DATASET EXTRACT:
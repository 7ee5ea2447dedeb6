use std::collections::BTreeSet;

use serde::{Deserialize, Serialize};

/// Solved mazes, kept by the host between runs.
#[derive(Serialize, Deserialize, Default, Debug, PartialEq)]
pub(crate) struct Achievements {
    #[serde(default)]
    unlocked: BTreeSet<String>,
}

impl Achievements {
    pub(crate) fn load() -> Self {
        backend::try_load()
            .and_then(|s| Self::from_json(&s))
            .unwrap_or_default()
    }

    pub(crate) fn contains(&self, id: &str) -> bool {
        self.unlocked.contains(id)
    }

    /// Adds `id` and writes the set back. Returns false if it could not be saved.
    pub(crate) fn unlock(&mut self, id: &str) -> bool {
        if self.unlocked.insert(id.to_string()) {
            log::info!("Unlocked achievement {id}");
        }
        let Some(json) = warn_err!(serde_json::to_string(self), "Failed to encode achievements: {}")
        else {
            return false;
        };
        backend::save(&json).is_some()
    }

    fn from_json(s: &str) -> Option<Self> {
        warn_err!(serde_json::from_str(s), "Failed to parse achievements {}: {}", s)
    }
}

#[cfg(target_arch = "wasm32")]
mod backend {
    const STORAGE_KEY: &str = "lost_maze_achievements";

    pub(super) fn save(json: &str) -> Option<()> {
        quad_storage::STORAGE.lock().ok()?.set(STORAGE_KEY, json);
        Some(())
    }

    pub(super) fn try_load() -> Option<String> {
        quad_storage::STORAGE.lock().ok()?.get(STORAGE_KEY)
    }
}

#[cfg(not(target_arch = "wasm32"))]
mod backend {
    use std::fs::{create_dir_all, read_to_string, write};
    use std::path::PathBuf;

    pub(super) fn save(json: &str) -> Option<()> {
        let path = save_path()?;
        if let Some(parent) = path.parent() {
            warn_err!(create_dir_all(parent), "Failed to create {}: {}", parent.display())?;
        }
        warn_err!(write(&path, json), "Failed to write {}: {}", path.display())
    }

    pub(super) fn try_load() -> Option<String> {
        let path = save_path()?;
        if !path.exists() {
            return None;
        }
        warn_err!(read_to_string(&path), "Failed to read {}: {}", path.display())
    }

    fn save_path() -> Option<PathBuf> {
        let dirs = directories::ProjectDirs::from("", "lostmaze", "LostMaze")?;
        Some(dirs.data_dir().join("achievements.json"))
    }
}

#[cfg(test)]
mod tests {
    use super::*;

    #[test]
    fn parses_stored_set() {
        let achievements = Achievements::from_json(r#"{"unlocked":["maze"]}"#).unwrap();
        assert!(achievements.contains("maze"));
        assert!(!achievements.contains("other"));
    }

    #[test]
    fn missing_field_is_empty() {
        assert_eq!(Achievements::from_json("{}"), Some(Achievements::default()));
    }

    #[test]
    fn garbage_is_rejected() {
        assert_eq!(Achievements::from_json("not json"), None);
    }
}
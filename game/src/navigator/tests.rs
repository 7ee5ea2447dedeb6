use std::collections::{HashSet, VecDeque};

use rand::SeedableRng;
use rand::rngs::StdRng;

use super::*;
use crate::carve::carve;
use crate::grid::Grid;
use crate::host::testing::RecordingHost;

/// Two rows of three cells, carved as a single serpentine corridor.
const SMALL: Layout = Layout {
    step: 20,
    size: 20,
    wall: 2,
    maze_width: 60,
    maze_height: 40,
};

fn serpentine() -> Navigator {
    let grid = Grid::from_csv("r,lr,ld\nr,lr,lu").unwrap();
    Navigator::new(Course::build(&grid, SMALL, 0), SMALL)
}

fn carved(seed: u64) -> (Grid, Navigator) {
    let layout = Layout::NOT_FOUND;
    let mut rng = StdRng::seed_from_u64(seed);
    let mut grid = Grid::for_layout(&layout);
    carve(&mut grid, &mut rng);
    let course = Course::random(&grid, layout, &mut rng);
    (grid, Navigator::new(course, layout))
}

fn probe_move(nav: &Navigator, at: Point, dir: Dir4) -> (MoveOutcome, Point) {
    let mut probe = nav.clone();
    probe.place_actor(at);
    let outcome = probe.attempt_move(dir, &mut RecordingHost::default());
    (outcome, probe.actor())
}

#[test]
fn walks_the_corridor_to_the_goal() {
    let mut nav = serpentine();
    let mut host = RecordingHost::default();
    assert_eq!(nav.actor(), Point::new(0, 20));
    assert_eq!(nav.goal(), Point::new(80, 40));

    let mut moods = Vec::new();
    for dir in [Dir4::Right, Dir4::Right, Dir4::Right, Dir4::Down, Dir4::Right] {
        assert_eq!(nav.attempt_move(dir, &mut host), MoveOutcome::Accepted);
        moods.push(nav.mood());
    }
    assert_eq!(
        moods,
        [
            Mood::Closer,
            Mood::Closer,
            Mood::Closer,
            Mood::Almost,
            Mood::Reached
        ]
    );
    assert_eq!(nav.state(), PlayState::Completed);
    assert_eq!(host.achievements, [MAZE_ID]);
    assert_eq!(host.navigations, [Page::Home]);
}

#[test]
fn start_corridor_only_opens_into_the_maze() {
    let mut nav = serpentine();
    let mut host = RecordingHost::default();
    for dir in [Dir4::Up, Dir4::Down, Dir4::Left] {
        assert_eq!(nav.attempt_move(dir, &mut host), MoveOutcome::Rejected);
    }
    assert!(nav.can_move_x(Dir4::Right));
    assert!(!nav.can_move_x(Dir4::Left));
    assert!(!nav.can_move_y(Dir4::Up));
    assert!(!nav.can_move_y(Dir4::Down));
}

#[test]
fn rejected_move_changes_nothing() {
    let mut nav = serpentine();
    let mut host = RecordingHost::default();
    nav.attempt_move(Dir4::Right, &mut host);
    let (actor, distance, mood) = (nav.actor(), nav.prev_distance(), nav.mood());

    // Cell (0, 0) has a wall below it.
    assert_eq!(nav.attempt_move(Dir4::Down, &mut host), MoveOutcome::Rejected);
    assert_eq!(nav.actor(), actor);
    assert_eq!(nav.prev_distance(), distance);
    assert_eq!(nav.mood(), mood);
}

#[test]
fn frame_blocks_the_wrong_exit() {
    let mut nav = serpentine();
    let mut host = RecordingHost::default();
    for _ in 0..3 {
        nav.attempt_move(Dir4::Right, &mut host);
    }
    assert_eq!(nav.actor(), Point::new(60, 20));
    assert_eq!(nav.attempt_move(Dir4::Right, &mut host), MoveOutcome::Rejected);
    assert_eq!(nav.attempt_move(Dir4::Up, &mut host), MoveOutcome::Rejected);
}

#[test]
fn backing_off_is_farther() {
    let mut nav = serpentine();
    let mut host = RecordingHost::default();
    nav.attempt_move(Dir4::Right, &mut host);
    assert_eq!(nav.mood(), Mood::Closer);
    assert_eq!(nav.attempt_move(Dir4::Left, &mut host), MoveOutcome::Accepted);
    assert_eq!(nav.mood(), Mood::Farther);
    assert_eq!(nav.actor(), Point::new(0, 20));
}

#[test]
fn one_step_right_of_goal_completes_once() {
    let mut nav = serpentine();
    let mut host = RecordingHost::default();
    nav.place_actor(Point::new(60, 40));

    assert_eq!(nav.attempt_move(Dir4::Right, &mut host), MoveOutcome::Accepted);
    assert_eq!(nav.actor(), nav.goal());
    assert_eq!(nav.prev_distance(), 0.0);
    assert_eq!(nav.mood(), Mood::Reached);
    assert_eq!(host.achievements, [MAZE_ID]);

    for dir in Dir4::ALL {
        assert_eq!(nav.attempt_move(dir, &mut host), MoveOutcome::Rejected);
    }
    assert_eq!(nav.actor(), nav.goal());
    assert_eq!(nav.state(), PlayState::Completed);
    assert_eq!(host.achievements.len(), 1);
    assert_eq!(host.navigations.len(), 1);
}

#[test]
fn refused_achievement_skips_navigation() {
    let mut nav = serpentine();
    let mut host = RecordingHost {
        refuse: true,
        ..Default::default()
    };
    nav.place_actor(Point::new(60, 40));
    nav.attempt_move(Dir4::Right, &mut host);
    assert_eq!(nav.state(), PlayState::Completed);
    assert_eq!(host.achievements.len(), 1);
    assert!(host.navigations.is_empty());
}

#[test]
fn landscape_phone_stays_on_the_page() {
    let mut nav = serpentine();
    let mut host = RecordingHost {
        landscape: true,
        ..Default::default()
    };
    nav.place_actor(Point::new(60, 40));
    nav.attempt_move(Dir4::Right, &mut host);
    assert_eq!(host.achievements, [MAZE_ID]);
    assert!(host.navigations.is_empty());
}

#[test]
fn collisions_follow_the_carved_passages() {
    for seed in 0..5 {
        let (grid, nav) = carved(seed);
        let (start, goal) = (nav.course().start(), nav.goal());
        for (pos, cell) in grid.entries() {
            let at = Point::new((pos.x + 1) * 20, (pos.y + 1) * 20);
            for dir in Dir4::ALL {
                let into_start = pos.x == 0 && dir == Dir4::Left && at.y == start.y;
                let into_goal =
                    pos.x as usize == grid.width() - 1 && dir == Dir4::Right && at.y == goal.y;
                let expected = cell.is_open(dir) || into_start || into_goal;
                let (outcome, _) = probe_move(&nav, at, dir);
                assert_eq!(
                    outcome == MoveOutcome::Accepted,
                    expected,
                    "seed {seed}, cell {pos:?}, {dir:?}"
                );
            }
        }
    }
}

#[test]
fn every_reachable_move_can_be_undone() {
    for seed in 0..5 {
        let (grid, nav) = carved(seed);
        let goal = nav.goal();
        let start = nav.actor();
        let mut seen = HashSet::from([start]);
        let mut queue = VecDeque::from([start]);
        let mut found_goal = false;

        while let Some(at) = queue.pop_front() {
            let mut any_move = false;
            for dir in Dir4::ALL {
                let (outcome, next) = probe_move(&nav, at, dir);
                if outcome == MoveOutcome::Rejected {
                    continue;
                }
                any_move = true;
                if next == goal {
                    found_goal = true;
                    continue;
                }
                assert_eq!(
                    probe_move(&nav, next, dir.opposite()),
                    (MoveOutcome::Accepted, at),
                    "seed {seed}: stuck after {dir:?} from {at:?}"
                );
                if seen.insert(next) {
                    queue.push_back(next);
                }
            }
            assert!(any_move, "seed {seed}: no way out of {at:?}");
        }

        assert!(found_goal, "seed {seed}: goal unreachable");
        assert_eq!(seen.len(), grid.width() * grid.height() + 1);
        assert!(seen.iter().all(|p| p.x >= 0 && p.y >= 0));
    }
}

WHAT IS EXPECTED: Tally how many lines in the material above hold the word "Deserialize". Write only that number.

ANSWER: 2